However, I noticed in the logs that while booting, it started that bumblebee optimus thing. I had optimus disabled, so I went to bios and enabled it. I also managed to get into text console (framebuffer) and changed grub settings to boot straight into text mode. Now I tried starting X server manually (startx) and it showed me the high-res desktop, started two apps that I had in autostart, mouse and keyboard were fine. But no taskbars and no window frames. The screen resolution was fine (1920x1080) and looked like nvidia drivers booted properly.

The next thing I tried was uninstalling nvidia-current-updates, uninstalling bumblebee-nvidia, and setting xorg.conf driver to vesa and then nouveau.

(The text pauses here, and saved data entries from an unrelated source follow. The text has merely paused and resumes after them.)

//! Squadlist Core Library
//!
//! An observable item store plus the async sync operations that keep it
//! aligned with a remote collection endpoint.

pub mod config;
pub mod models;
pub mod store;
pub mod sync;

pub use config::Config;
pub use models::{Item, NewItem, Position};
pub use store::{reduce, Action, AppState, Store, SubscriptionId};
pub use sync::{SyncError, SyncService};

pub fn version() -> &'static str {
    env!("CARGO_PKG_VERSION")
}

#[cfg(test)]
mod tests {
    use super::*;

    #[test]
    fn test_version() {
        assert!(!version().is_empty());
    }
}
//! In-process stand-in for the remote collection endpoint, used by the
//! service tests. Serves the same routes and status codes as the public
//! demo API, plus a switch to script failure responses.

use std::sync::atomic::{AtomicU64, Ordering};
use std::sync::Arc;

use axum::extract::{Path, State};
use axum::http::StatusCode;
use axum::routing::{get, put};
use axum::{Json, Router};
use serde::Deserialize;
use tokio::net::TcpListener;
use tokio::sync::RwLock;

use crate::models::{Item, NewItem};

#[derive(Clone, Default)]
struct CollectionState {
    items: Arc<RwLock<Vec<Item>>>,
    next_id: Arc<AtomicU64>,
    /// When set, every route answers with this status and no body.
    fail_with: Arc<RwLock<Option<u16>>>,
}

/// Handle to a collection server bound on an ephemeral port.
pub struct Collection {
    base_url: String,
    state: CollectionState,
}

impl Collection {
    /// Starts a server seeded with `items`, serving on a background task.
    pub async fn seeded(items: Vec<Item>) -> Self {
        let next_id = items.iter().map(|item| item.id).max().unwrap_or(0) + 1;
        let state = CollectionState {
            items: Arc::new(RwLock::new(items)),
            next_id: Arc::new(AtomicU64::new(next_id)),
            fail_with: Arc::new(RwLock::new(None)),
        };

        let listener = TcpListener::bind("127.0.0.1:0").await.unwrap();
        let addr = listener.local_addr().unwrap();
        let app = router(state.clone());
        tokio::spawn(async move {
            axum::serve(listener, app).await.unwrap();
        });

        Self {
            base_url: format!("http://{}", addr),
            state,
        }
    }

    pub fn base_url(&self) -> &str {
        &self.base_url
    }

    /// Makes every route answer with `status` until [`recover`] is called.
    ///
    /// [`recover`]: Collection::recover
    pub async fn fail_with(&self, status: u16) {
        *self.state.fail_with.write().await = Some(status);
    }

    pub async fn recover(&self) {
        *self.state.fail_with.write().await = None;
    }
}

fn router(state: CollectionState) -> Router {
    Router::new()
        .route("/todos", get(list_items).post(create_item))
        .route("/todos/{id}", put(update_item).delete(delete_item))
        .with_state(state)
}

async fn scripted_failure(state: &CollectionState) -> Result<(), StatusCode> {
    match *state.fail_with.read().await {
        Some(status) => Err(StatusCode::from_u16(status)
            .unwrap_or(StatusCode::INTERNAL_SERVER_ERROR)),
        None => Ok(()),
    }
}

async fn list_items(
    State(state): State<CollectionState>,
) -> Result<Json<Vec<Item>>, StatusCode> {
    scripted_failure(&state).await?;
    Ok(Json(state.items.read().await.clone()))
}

async fn create_item(
    State(state): State<CollectionState>,
    Json(fields): Json<NewItem>,
) -> Result<(StatusCode, Json<Item>), StatusCode> {
    scripted_failure(&state).await?;
    let item = Item {
        id: state.next_id.fetch_add(1, Ordering::Relaxed),
        title: fields.title,
        completed: fields.completed,
        position: fields.position,
    };
    state.items.write().await.push(item.clone());
    Ok((StatusCode::CREATED, Json(item)))
}

#[derive(Deserialize)]
struct StatusFields {
    completed: bool,
}

async fn update_item(
    State(state): State<CollectionState>,
    Path(id): Path<u64>,
    Json(fields): Json<StatusFields>,
) -> Result<Json<Item>, StatusCode> {
    scripted_failure(&state).await?;
    let mut items = state.items.write().await;
    let item = items
        .iter_mut()
        .find(|item| item.id == id)
        .ok_or(StatusCode::NOT_FOUND)?;
    item.completed = fields.completed;
    Ok(Json(item.clone()))
}

async fn delete_item(
    State(state): State<CollectionState>,
    Path(id): Path<u64>,
) -> Result<StatusCode, StatusCode> {
    scripted_failure(&state).await?;
    // The demo endpoint answers 200 whether or not the id exists.
    state.items.write().await.retain(|item| item.id != id);
    Ok(StatusCode::OK)
}
use clap::{Parser, Subcommand};
use std::path::PathBuf;
use std::sync::Arc;
use tracing_subscriber::{layer::SubscriberExt, util::SubscriberInitExt};

use squadlist::{Config, Store, SyncService};

mod commands;

use commands::{AddCommand, ConfigCommand, ListCommand, RemoveCommand, StatusCommand};

#[derive(Parser)]
#[command(name = "squad")]
#[command(version)]
#[command(about = "A roster list CLI backed by a remote collection", long_about = None)]
struct Cli {
    /// Path to config file
    #[arg(long, short, global = true)]
    config: Option<PathBuf>,

    #[command(subcommand)]
    command: Option<Commands>,
}

#[derive(Subcommand)]
enum Commands {
    /// Fetch and show the roster
    List(ListCommand),

    /// Add a new item to the roster
    Add(AddCommand),

    /// Mark an item completed
    Done(StatusCommand),

    /// Mark an item not completed
    Undone(StatusCommand),

    /// Delete an item from the roster
    Remove(RemoveCommand),

    /// Manage configuration
    Config(ConfigCommand),
}

#[tokio::main]
async fn main() {
    tracing_subscriber::registry()
        .with(
            tracing_subscriber::EnvFilter::try_from_default_env()
                .unwrap_or_else(|_| "squadlist=warn".into()),
        )
        .with(tracing_subscriber::fmt::layer())
        .init();

    if let Err(e) = run().await {
        eprintln!("Error: {}", e);
        std::process::exit(1);
    }
}

async fn run() -> Result<(), Box<dyn std::error::Error>> {
    let cli = Cli::parse();
    let config = Config::load(cli.config)?;

    match cli.command {
        Some(Commands::List(cmd)) => cmd.run(&service(&config)).await,
        Some(Commands::Add(cmd)) => cmd.run(&service(&config)).await,
        Some(Commands::Done(cmd)) => cmd.run(&service(&config), true).await,
        Some(Commands::Undone(cmd)) => cmd.run(&service(&config), false).await,
        Some(Commands::Remove(cmd)) => cmd.run(&service(&config)).await,
        Some(Commands::Config(cmd)) => cmd.run(&config),
        None => {
            println!("Use --help to see available commands");
            Ok(())
        }
    }
}

fn service(config: &Config) -> SyncService {
    SyncService::new(config.api_url.clone(), Arc::new(Store::new()))
}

In both cases, I got low-res desktop with no damn taskbars nor frames. So then I installed only nvidia-current-updates (installation went fine) - I got back nvidia drivers working (logs and splash screen confirmed it), high-res desktop, but of course still with no unity taskbars.

The last thing I tried was removing .compiz and .config/compiz directories from my home folder, as I read such advice on the Internet. Didn't work. Also creating a fresh user account and starting x from there - showed only empty desktop, no taskbars.

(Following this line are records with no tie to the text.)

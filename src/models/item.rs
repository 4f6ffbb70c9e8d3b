use serde::{Deserialize, Serialize};
use std::fmt;

use super::position::Position;

/// A single roster item as held by the remote collection.
///
/// Field names match the collection's wire format exactly. `position` is
/// omitted from JSON when absent so plain `{id, title, completed}` records
/// round-trip unchanged.
#[derive(Debug, Clone, Serialize, Deserialize, PartialEq, Eq)]
pub struct Item {
    pub id: u64,
    pub title: String,
    pub completed: bool,
    #[serde(default, skip_serializing_if = "Option::is_none")]
    pub position: Option<Position>,
}

impl Item {
    /// Returns a copy of this item with `completed` replaced.
    pub fn with_completed(mut self, completed: bool) -> Self {
        self.completed = completed;
        self
    }
}

impl fmt::Display for Item {
    fn fmt(&self, f: &mut fmt::Formatter<'_>) -> fmt::Result {
        let mark = if self.completed { "x" } else { " " };
        write!(f, "{:>6} [{}] {}", self.id, mark, self.title)?;
        if let Some(position) = self.position {
            write!(f, " ({})", position)?;
        }
        Ok(())
    }
}

/// Fields for creating a new item. The collection assigns the id, so a
/// locally-held item has none until the create round-trip completes.
#[derive(Debug, Clone, Serialize, Deserialize)]
pub struct NewItem {
    pub title: String,
    #[serde(default)]
    pub completed: bool,
    #[serde(default, skip_serializing_if = "Option::is_none")]
    pub position: Option<Position>,
}

impl NewItem {
    pub fn new(title: impl Into<String>) -> Self {
        Self {
            title: title.into(),
            completed: false,
            position: None,
        }
    }

    pub fn with_position(mut self, position: Position) -> Self {
        self.position = Some(position);
        self
    }
}

#[cfg(test)]
mod tests {
    use super::*;

    #[test]
    fn test_item_json_roundtrip() {
        let item = Item {
            id: 7,
            title: "Warm up".to_string(),
            completed: true,
            position: Some(Position::Defender),
        };

        let json = serde_json::to_string(&item).unwrap();
        let parsed: Item = serde_json::from_str(&json).unwrap();
        assert_eq!(item, parsed);
    }

    #[test]
    fn test_plain_item_omits_position() {
        let item = Item {
            id: 1,
            title: "A".to_string(),
            completed: false,
            position: None,
        };

        let json = serde_json::to_string(&item).unwrap();
        assert_eq!(json, r#"{"id":1,"title":"A","completed":false}"#);
    }

    #[test]
    fn test_item_ignores_unknown_fields() {
        // jsonplaceholder records carry an extra userId field
        let parsed: Item =
            serde_json::from_str(r#"{"userId":1,"id":5,"title":"B","completed":true}"#).unwrap();
        assert_eq!(parsed.id, 5);
        assert!(parsed.completed);
        assert_eq!(parsed.position, None);
    }

    #[test]
    fn test_with_completed_replaces_flag_only() {
        let item = Item {
            id: 3,
            title: "C".to_string(),
            completed: false,
            position: Some(Position::Forward),
        };

        let updated = item.clone().with_completed(true);
        assert!(updated.completed);
        assert_eq!(updated.id, item.id);
        assert_eq!(updated.title, item.title);
        assert_eq!(updated.position, item.position);
    }

    #[test]
    fn test_new_item_payload_has_no_id() {
        let fields = NewItem::new("Messi").with_position(Position::Forward);
        let json = serde_json::to_string(&fields).unwrap();
        assert_eq!(
            json,
            r#"{"title":"Messi","completed":false,"position":"Forward"}"#
        );
    }

    #[test]
    fn test_item_display() {
        let item = Item {
            id: 2,
            title: "Train".to_string(),
            completed: true,
            position: None,
        };
        let output = format!("{}", item);
        assert!(output.contains("[x]"));
        assert!(output.contains("Train"));
    }
}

Now I'm stuck. Seems the damn thing doesn't work at all. I have to get it somehow working by Monday. Please help me what can I do to:

  1. fix it
  2. debug it and fix it
  3. workaround it, at least so I can make some work while still trying to fix it later - I was thinking of installing a different graphic shell, but I don't know which are usable with ubuntu
  4. downgrade to ubuntu 12.04 (but really don't want to do that)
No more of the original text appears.